[Video] Black Innovators and Entrepreneurs Under Capitalism (OCON 2015)

Black Innovators and Entrepreneurs Under CapitalismSomeday I will be able to attend the Objectivist Summer Conference, OCON, but until then at least the Ayn Rand Institute posts videos of some of the presentations, such Andrew Bernstein’s talk about great black innovators in the United States, including the first self-made female millionaire in  history, Madame C.J. Walker. He discusses not only examples of the amazing successes achieved by black’s in the United States but also the obstacles they had to overcome to succeed.

Weaving through the talk is the idea of what the minimum necessary condition is for any minority to succeed: capitalism and its strict protection of individual rights, including property rights.

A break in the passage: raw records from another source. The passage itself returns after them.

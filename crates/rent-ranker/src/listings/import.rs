//! Bulk manual entry from a headered CSV export.

use std::io::Read;

use serde::Serialize;
use serde_json::Value;

use super::reconcile::{FieldIssue, ListingDraft};

/// One CSV data row turned into a creation payload. `row` is 1-based and
/// counts data rows only.
#[derive(Debug, Clone, PartialEq)]
pub struct ImportRow {
    pub row: usize,
    pub draft: ListingDraft,
}

impl ImportRow {
    pub(crate) fn issue(&self, issue: FieldIssue) -> ImportIssue {
        ImportIssue {
            row: self.row,
            field: Some(issue.field),
            message: issue.message,
        }
    }

    pub(crate) fn rejection(&self, error: &dyn std::error::Error) -> ImportIssue {
        ImportIssue {
            row: self.row,
            field: None,
            message: error.to_string(),
        }
    }
}

#[derive(Debug, Clone, PartialEq, Eq, Serialize)]
pub struct ImportIssue {
    pub row: usize,
    #[serde(skip_serializing_if = "Option::is_none")]
    pub field: Option<String>,
    pub message: String,
}

#[derive(Debug, Clone, Default, PartialEq, Eq, Serialize)]
pub struct ImportSummary {
    pub created: usize,
    pub duplicates: usize,
    pub rejected_rows: usize,
    pub issues: Vec<ImportIssue>,
}

/// Reads listing rows; empty cells are treated as absent.
#[derive(Debug, Clone, Default)]
pub struct ListingCsvImporter {
    rows: Vec<ImportRow>,
}

impl ListingCsvImporter {
    pub fn from_reader<R: Read>(reader: R) -> Result<Self, csv::Error> {
        let mut csv_reader = csv::ReaderBuilder::new()
            .trim(csv::Trim::All)
            .flexible(true)
            .from_reader(reader);

        let headers: Vec<String> = csv_reader
            .headers()?
            .iter()
            .map(normalize_header)
            .collect();

        let mut rows = Vec::new();
        for (index, record) in csv_reader.records().enumerate() {
            let record = record?;
            let mut draft = ListingDraft::default();
            for (header, cell) in headers.iter().zip(record.iter()) {
                if header.is_empty() || cell.is_empty() {
                    continue;
                }
                draft.set(header, Value::String(cell.to_string()));
            }

            if draft.fields().is_empty() {
                continue;
            }
            rows.push(ImportRow {
                row: index + 1,
                draft,
            });
        }

        Ok(Self { rows })
    }

    pub fn rows(&self) -> &[ImportRow] {
        &self.rows
    }

    pub fn into_rows(self) -> Vec<ImportRow> {
        self.rows
    }
}

pub(crate) fn normalize_header(value: &str) -> String {
    let cleaned = value.replace(['\u{feff}', '\u{200b}'], "");
    cleaned
        .split_whitespace()
        .collect::<Vec<_>>()
        .join("_")
        .to_ascii_lowercase()
}
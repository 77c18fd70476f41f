//! The saved application message a renter pastes into landlord inquiries.

use std::sync::{PoisonError, RwLock};

/// Storage for the single saved spiel.
pub trait SpielStore: Send + Sync {
    /// `None` when nothing has been saved yet.
    fn get(&self) -> Result<Option<String>, SpielError>;
    fn set(&self, spiel: &str) -> Result<(), SpielError>;
}

/// Spiel kept for the lifetime of the process.
#[derive(Debug, Default)]
pub struct MemorySpiel {
    saved: RwLock<Option<String>>,
}

impl SpielStore for MemorySpiel {
    fn get(&self) -> Result<Option<String>, SpielError> {
        Ok(self
            .saved
            .read()
            .unwrap_or_else(PoisonError::into_inner)
            .clone())
    }

    fn set(&self, spiel: &str) -> Result<(), SpielError> {
        *self.saved.write().unwrap_or_else(PoisonError::into_inner) = Some(spiel.to_string());
        Ok(())
    }
}

#[derive(Debug, thiserror::Error)]
pub enum SpielError {
    #[error("spiel store unavailable: {0}")]
    Unavailable(String),
}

He expressed this idea most clearly in the discussion about the flourishing black communities such as the Greenwood section of Tulsa, Oklahoma. In the early 20th century, Oklahoma became a state and among the first laws passed by the new state legislature were a number of Jim Crow laws that “denied blacks access to the main business districts even as customers, never mind as entrepreneurs.”  In response, blacks turned the Greenwood section of Tulsa into a bustling business center complete with neat, middle-class homes lining the streets reflecting their success.  Sadly, “the Greenwood district of Tulsa was burned to the ground by a mob of racist thugs in 1921 in a spree of destruction unrestrained by the legal system.” (This made me think of the riots in Baltimore earlier this year and the mayor’s decision to give “those who wish to destroy the space to do so.”) Dr. Bernstein points out that minorities need economic and political freedom with the associated protection of individual rights even more than the majority does.

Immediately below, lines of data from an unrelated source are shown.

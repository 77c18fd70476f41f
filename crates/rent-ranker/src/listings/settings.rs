use std::sync::{Arc, PoisonError, RwLock};

use tracing::warn;

use super::scoring::WeightConfig;

/// Persistence for the active weight configuration.
pub trait SettingsStore: Send + Sync {
    fn get(&self) -> Result<Option<WeightConfig>, SettingsError>;
    fn set(&self, config: &WeightConfig) -> Result<(), SettingsError>;
}

#[derive(Debug, thiserror::Error)]
pub enum SettingsError {
    #[error("settings store unavailable: {0}")]
    Unavailable(String),
    #[error("stored settings are invalid: {0}")]
    Corrupt(String),
}

/// Owns the weight configuration every scoring pass reads.
pub struct WeightConfigHolder<S> {
    store: Arc<S>,
    current: RwLock<WeightConfig>,
}

impl<S> WeightConfigHolder<S>
where
    S: SettingsStore,
{
    /// Start from the stored configuration, or `fallback` when the store is
    /// empty or unreadable.
    pub fn load(store: Arc<S>, fallback: WeightConfig) -> Self {
        let current = match store.get() {
            Ok(Some(config)) => config,
            Ok(None) => fallback,
            Err(error) => {
                warn!(error = %error, "falling back to default weights");
                fallback
            }
        };

        Self {
            store,
            current: RwLock::new(current),
        }
    }

    pub fn current(&self) -> WeightConfig {
        self.current
            .read()
            .unwrap_or_else(PoisonError::into_inner)
            .clone()
    }

    /// Persist and activate `config`, returning the configuration it replaced.
    /// When persisting fails the active configuration is left untouched.
    pub fn replace(&self, config: WeightConfig) -> Result<WeightConfig, SettingsError> {
        self.store.set(&config)?;
        let mut current = self.current.write().unwrap_or_else(PoisonError::into_inner);
        Ok(std::mem::replace(&mut *current, config))
    }
}

impl<S> std::fmt::Debug for WeightConfigHolder<S> {
    fn fmt(&self, f: &mut std::fmt::Formatter<'_>) -> std::fmt::Result {
        let current = self.current.read().unwrap_or_else(PoisonError::into_inner);
        f.debug_struct("WeightConfigHolder")
            .field("current", &*current)
            .finish_non_exhaustive()
    }
}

Even if all whites in the country were so irrational as to fear, hate, and shun blacks, such bigotry would be insufficient to halt economic progress if the rights of black individuals were legally protected. Under capitalism, the purpose of the government is the protection of individual rights, including property rights. Tragically, the Tulsa government failed to operate on this fundamental capitalist principle and let mobs of white looters burn the Greenwood section to the ground. The black producers of Tulsa did not need paternalistic government, or even its good will, they didn’t even need an end to bigotry. The absolute  bottom line minimal condition they did require was the protection of their legal rights as U.S. citizens, including their property rights. And their own enterprise took care of the rest.

Perhaps the most concise summation of the theme of the talk is this short sentence:

Capitalism is the bigot’s worst enemy.